(WHAT YOU NEED TO DO):
Please report how many lines in the records below contain the word "InStopFn", giving only that number.

(DATA RECORDS):
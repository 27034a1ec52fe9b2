//! Per-thread ptrace supervision.
//!
//! Linux only accepts ptrace requests for a thread from the task that attached
//! to it, so every [`TraceTask`] owns a dedicated OS thread and all work is
//! marshalled to it through a channel of orders.

use std::{
    sync::{
        mpsc::{self, Receiver, Sender, SyncSender},
        Arc, Mutex, MutexGuard, PoisonError,
    },
    thread,
};

use refunction_common::{
    anyhow::{self, anyhow, bail, Context, Result},
    libc,
    nix::{
        errno::Errno,
        sys::{
            ptrace::{self, Options},
            signal::Signal,
            wait::{waitpid, WaitPidFlag, WaitStatus},
        },
        unistd::Pid,
    },
    tracing::{debug, error, trace, warn},
};

mod inject;
mod regs;
mod stop;
mod strace;

pub(crate) use inject::peek;
pub use regs::{Registers, SyscallArgs, SYSCALL_INSN, SYSCALL_INSN_LEN};
pub use stop::StopReason;
pub use strace::SafeWriter;

use stop::StopMailbox;

#[derive(Debug, Clone, Default)]
pub struct TraceOptions {
    /// Sink for syscall names, enables `PTRACE_O_TRACESYSGOOD` when set.
    pub strace: Option<SafeWriter>,
}

impl TraceOptions {
    pub fn with_strace(writer: SafeWriter) -> Self {
        Self {
            strace: Some(writer),
        }
    }

    fn ptrace_options(&self) -> Options {
        if self.strace.is_some() {
            Options::PTRACE_O_TRACESYSGOOD
        } else {
            Options::empty()
        }
    }
}

#[derive(Debug, Clone, Copy, PartialEq, Eq)]
pub enum TaskState {
    Attaching,
    Running,
    Stopped,
    Detached,
    Exited,
}

type InStopFn = Box<dyn FnOnce(Pid) + Send>;

enum Order {
    Continue(Option<Signal>, SyncSender<Result<()>>),
    RunSyscall(SyscallArgs, SyncSender<Result<Registers>>),
    Detach(SyncSender<Result<()>>),
    InStop(InStopFn),
}

struct Shared {
    mailbox: StopMailbox,
    state: Mutex<TaskState>,
    error: Mutex<Option<anyhow::Error>>,
}

impl Shared {
    fn state(&self) -> MutexGuard<'_, TaskState> {
        self.state.lock().unwrap_or_else(PoisonError::into_inner)
    }

    fn set_state(&self, state: TaskState) {
        *self.state() = state;
    }

    fn finish(&self, state: TaskState) {
        self.set_state(state);
        self.mailbox.close();
    }

    fn fail(&self, err: anyhow::Error) {
        *self.error.lock().unwrap_or_else(PoisonError::into_inner) = Some(err);
        self.finish(TaskState::Exited);
    }
}

/// Handle to the tracer thread of a single traced thread.
pub struct TraceTask {
    pid: Pid,
    tid: Pid,
    orders: Mutex<Sender<Order>>,
    shared: Arc<Shared>,
}

impl TraceTask {
    /// Seizes `tid` of thread group `pid` from a freshly spawned tracer thread.
    ///
    /// The thread is left running.
    pub fn attach(pid: Pid, tid: Pid, options: &TraceOptions) -> Result<Self> {
        let (orders_tx, orders_rx) = mpsc::channel();
        let (attached_tx, attached_rx) = mpsc::sync_channel(1);
        let shared = Arc::new(Shared {
            mailbox: StopMailbox::default(),
            state: Mutex::new(TaskState::Attaching),
            error: Mutex::new(None),
        });

        thread::Builder::new()
            .name(format!("trace-{tid}"))
            .spawn({
                let shared = shared.clone();
                let options = options.clone();
                move || {
                    let seized = ptrace::seize(tid, options.ptrace_options())
                        .with_context(|| format!("could not seize {tid}"));
                    if seized.is_err() {
                        shared.finish(TaskState::Exited);
                        let _ = attached_tx.send(seized);
                        return;
                    }
                    shared.set_state(TaskState::Running);
                    let _ = attached_tx.send(seized);

                    let mut tracer = Tracer {
                        pid,
                        tid,
                        in_syscall: false,
                        options,
                        shared: shared.clone(),
                        orders: orders_rx,
                    };
                    if let Err(e) = tracer.run() {
                        error!("trace task {tid} failed: {e:#}");
                        shared.fail(e);
                    }
                }
            })
            .context("could not spawn trace thread")?;

        attached_rx
            .recv()
            .map_err(|_| anyhow!("trace thread for {tid} died while attaching"))??;
        debug!(%pid, %tid, "attached");

        Ok(Self {
            pid,
            tid,
            orders: Mutex::new(orders_tx),
            shared,
        })
    }

    pub fn pid(&self) -> Pid {
        self.pid
    }

    pub fn tid(&self) -> Pid {
        self.tid
    }

    pub fn state(&self) -> TaskState {
        *self.shared.state()
    }

    /// The error that terminated the tracer thread, if any.
    pub fn take_error(&self) -> Option<anyhow::Error> {
        self.shared
            .error
            .lock()
            .unwrap_or_else(PoisonError::into_inner)
            .take()
    }

    /// Current stop token, if the thread is stopped.
    pub fn stop_reason(&self) -> Option<StopReason> {
        self.shared.mailbox.peek()
    }

    /// Brings the thread into ptrace-stop.
    ///
    /// Returns immediately when it is already stopped. Concurrent callers share
    /// a single `SIGSTOP`.
    pub fn stop(&self) -> Result<()> {
        if self.shared.mailbox.request_stop(self.tid)? {
            trace!("sending SIGSTOP to {}", self.tid);
            if let Err(e) = tgkill(self.pid, self.tid, Signal::SIGSTOP) {
                self.shared.mailbox.cancel_request();
                return Err(e);
            }
        }
        self.wait_stop().map(drop)
    }

    /// Blocks until the thread is stopped for any reason.
    pub fn wait_stop(&self) -> Result<StopReason> {
        self.shared.mailbox.wait(self.tid)
    }

    /// Resumes a stopped thread, delivering `signal` if given.
    pub fn cont(&self, signal: Option<Signal>) -> Result<()> {
        self.ensure_stopped()?;
        self.order(|reply| Order::Continue(signal, reply))
    }

    pub fn run_syscall(&self, call: SyscallArgs) -> Result<Registers> {
        self.ensure_stopped()?;
        self.order(|reply| Order::RunSyscall(call, reply))
    }

    /// Runs `f` on the tracer thread while the thread is stopped.
    pub fn in_stop<R, F>(&self, f: F) -> Result<R>
    where
        R: Send + 'static,
        F: FnOnce(Pid) -> R + Send + 'static,
    {
        self.ensure_stopped()?;
        let (tx, rx) = mpsc::sync_channel(1);
        self.send(Order::InStop(Box::new(move |tid| {
            let _ = tx.send(f(tid));
        })))?;
        rx.recv().map_err(|_| self.exited())
    }

    pub fn registers(&self) -> Result<Registers> {
        self.in_stop(Registers::read)?
    }

    pub fn set_registers(&self, regs: Registers) -> Result<()> {
        self.in_stop(move |tid| regs.write(tid))?
    }

    /// Releases a stopped thread, suppressing the signal it was stopped with.
    pub fn detach(&self) -> Result<()> {
        self.ensure_stopped()?;
        self.order(Order::Detach)
    }

    fn ensure_stopped(&self) -> Result<()> {
        match self.state() {
            TaskState::Stopped => Ok(()),
            TaskState::Detached | TaskState::Exited => Err(self.exited()),
            state => bail!("trace task {} is not stopped ({state:?})", self.tid),
        }
    }

    fn order<R>(&self, make: impl FnOnce(SyncSender<Result<R>>) -> Order) -> Result<R> {
        let (tx, rx) = mpsc::sync_channel(1);
        self.send(make(tx))?;
        rx.recv().map_err(|_| self.exited())?
    }

    fn send(&self, order: Order) -> Result<()> {
        self.orders
            .lock()
            .unwrap_or_else(PoisonError::into_inner)
            .send(order)
            .map_err(|_| self.exited())
    }

    fn exited(&self) -> anyhow::Error {
        anyhow!("trace task {} has exited", self.tid)
    }
}

pub(crate) fn tgkill(pid: Pid, tid: Pid, signal: Signal) -> Result<()> {
    let res = unsafe {
        libc::syscall(
            libc::SYS_tgkill,
            pid.as_raw(),
            tid.as_raw(),
            signal as libc::c_int,
        )
    };
    Errno::result(res)
        .map(drop)
        .with_context(|| format!("could not send {signal:?} to {tid}"))
}

enum Flow {
    Running,
    Detached,
}

/// State owned by the tracer thread.
struct Tracer {
    pid: Pid,
    tid: Pid,
    /// Between a syscall-entry-stop and its syscall-exit-stop.
    in_syscall: bool,
    options: TraceOptions,
    shared: Arc<Shared>,
    orders: Receiver<Order>,
}

impl Tracer {
    fn run(&mut self) -> Result<()> {
        loop {
            let status = waitpid(self.tid, Some(WaitPidFlag::__WALL))
                .with_context(|| format!("could not wait for {}", self.tid))?;

            let reason = match status {
                WaitStatus::PtraceEvent(_, sig, libc::PTRACE_EVENT_STOP) => StopReason::Group(sig),
                WaitStatus::Stopped(_, Signal::SIGSTOP) if self.shared.mailbox.swallow_stray() => {
                    trace!("swallowing stray SIGSTOP of {}", self.tid);
                    self.in_syscall = false;
                    self.restart(None)?;
                    continue;
                }
                WaitStatus::Stopped(_, sig) => StopReason::Signal(sig),
                WaitStatus::PtraceSyscall(_) => {
                    self.trace_syscall()?;
                    continue;
                }
                WaitStatus::PtraceEvent(_, _, event) => {
                    trace!("ignoring ptrace event {event} of {}", self.tid);
                    self.restart(None)?;
                    continue;
                }
                WaitStatus::Exited(_, code) => {
                    debug!("{} exited with {code}", self.tid);
                    self.shared.finish(TaskState::Exited);
                    return Ok(());
                }
                WaitStatus::Signaled(_, sig, _) => {
                    debug!("{} killed by {sig:?}", self.tid);
                    self.shared.finish(TaskState::Exited);
                    return Ok(());
                }
                WaitStatus::Continued(_) | WaitStatus::StillAlive => continue,
            };

            trace!("{} stopped: {reason:?}", self.tid);
            // signal stops are only reported outside of syscalls
            self.in_syscall = false;
            self.shared.set_state(TaskState::Stopped);
            self.shared.mailbox.publish(reason);

            if let Flow::Detached = self.await_orders()? {
                return Ok(());
            }
        }
    }

    fn await_orders(&mut self) -> Result<Flow> {
        loop {
            let Ok(order) = self.orders.recv() else {
                debug!("orders for {} closed, detaching", self.tid);
                self.detach()?;
                return Ok(Flow::Detached);
            };

            match order {
                Order::Continue(signal, reply) => {
                    let res = self.resume(signal);
                    let resumed = res.is_ok();
                    let _ = reply.send(res);
                    if resumed {
                        return Ok(Flow::Running);
                    }
                }
                Order::RunSyscall(call, reply) => {
                    let mut held = vec![];
                    let res = inject::run_syscall(self.tid, &call, &mut held);
                    self.requeue(held);
                    let _ = reply.send(res);
                }
                Order::InStop(f) => f(self.tid),
                Order::Detach(reply) => {
                    let res = self.detach();
                    let detached = res.is_ok();
                    let _ = reply.send(res);
                    if detached {
                        return Ok(Flow::Detached);
                    }
                }
            }
        }
    }

    fn resume(&self, signal: Option<Signal>) -> Result<()> {
        let reason = self.shared.mailbox.take();
        self.shared.set_state(TaskState::Running);

        if let Err(e) = self.restart(signal) {
            self.shared.set_state(TaskState::Stopped);
            if let Some(reason) = reason {
                self.shared.mailbox.publish(reason);
            }
            return Err(e);
        }
        Ok(())
    }

    fn restart(&self, signal: Option<Signal>) -> Result<()> {
        let res = if self.options.strace.is_some() {
            ptrace::syscall(self.tid, signal)
        } else {
            ptrace::cont(self.tid, signal)
        };
        res.with_context(|| format!("could not continue {}", self.tid))
    }

    fn trace_syscall(&mut self) -> Result<()> {
        let entering = !self.in_syscall;
        self.in_syscall = entering;
        if let (Some(writer), true) = (&self.options.strace, entering) {
            let regs = Registers::read(self.tid)?;
            writer.write_line(&strace::format_syscall(regs.syscall_nr()))?;
        }
        ptrace::syscall(self.tid, None).with_context(|| format!("could not continue {}", self.tid))
    }

    /// Puts signals that arrived during an injection back into the queue.
    fn requeue(&self, held: Vec<Signal>) {
        for sig in held {
            if sig == Signal::SIGSTOP && self.shared.mailbox.swallow_stray() {
                continue;
            }
            debug!("requeueing {sig:?} for {}", self.tid);
            if let Err(e) = tgkill(self.pid, self.tid, sig) {
                warn!("lost {sig:?} of {}: {e:#}", self.tid);
            }
        }
    }

    fn detach(&self) -> Result<()> {
        if self.shared.mailbox.swallow_stray() {
            // flushes the queued SIGSTOP, which would stop the released thread
            tgkill(self.pid, self.tid, Signal::SIGCONT)?;
        }
        ptrace::detach(self.tid, None).with_context(|| format!("could not detach from {}", self.tid))?;
        self.shared.finish(TaskState::Detached);
        debug!("detached from {}", self.tid);
        Ok(())
    }
}

#[cfg(test)]
mod tests {
    use super::*;

    #[test]
    fn test_attach_to_missing_thread() {
        let missing = Pid::from_raw(i32::MAX);
        let err = TraceTask::attach(missing, missing, &TraceOptions::default())
            .err()
            .unwrap();
        assert!(format!("{err:#}").contains("could not seize"));
    }

    #[test]
    fn test_trace_options() {
        assert!(TraceOptions::default().ptrace_options().is_empty());
        assert_eq!(
            TraceOptions::with_strace(SafeWriter::new(std::io::sink())).ptrace_options(),
            Options::PTRACE_O_TRACESYSGOOD
        );
    }
}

(EXERCISE SOLUTION):
2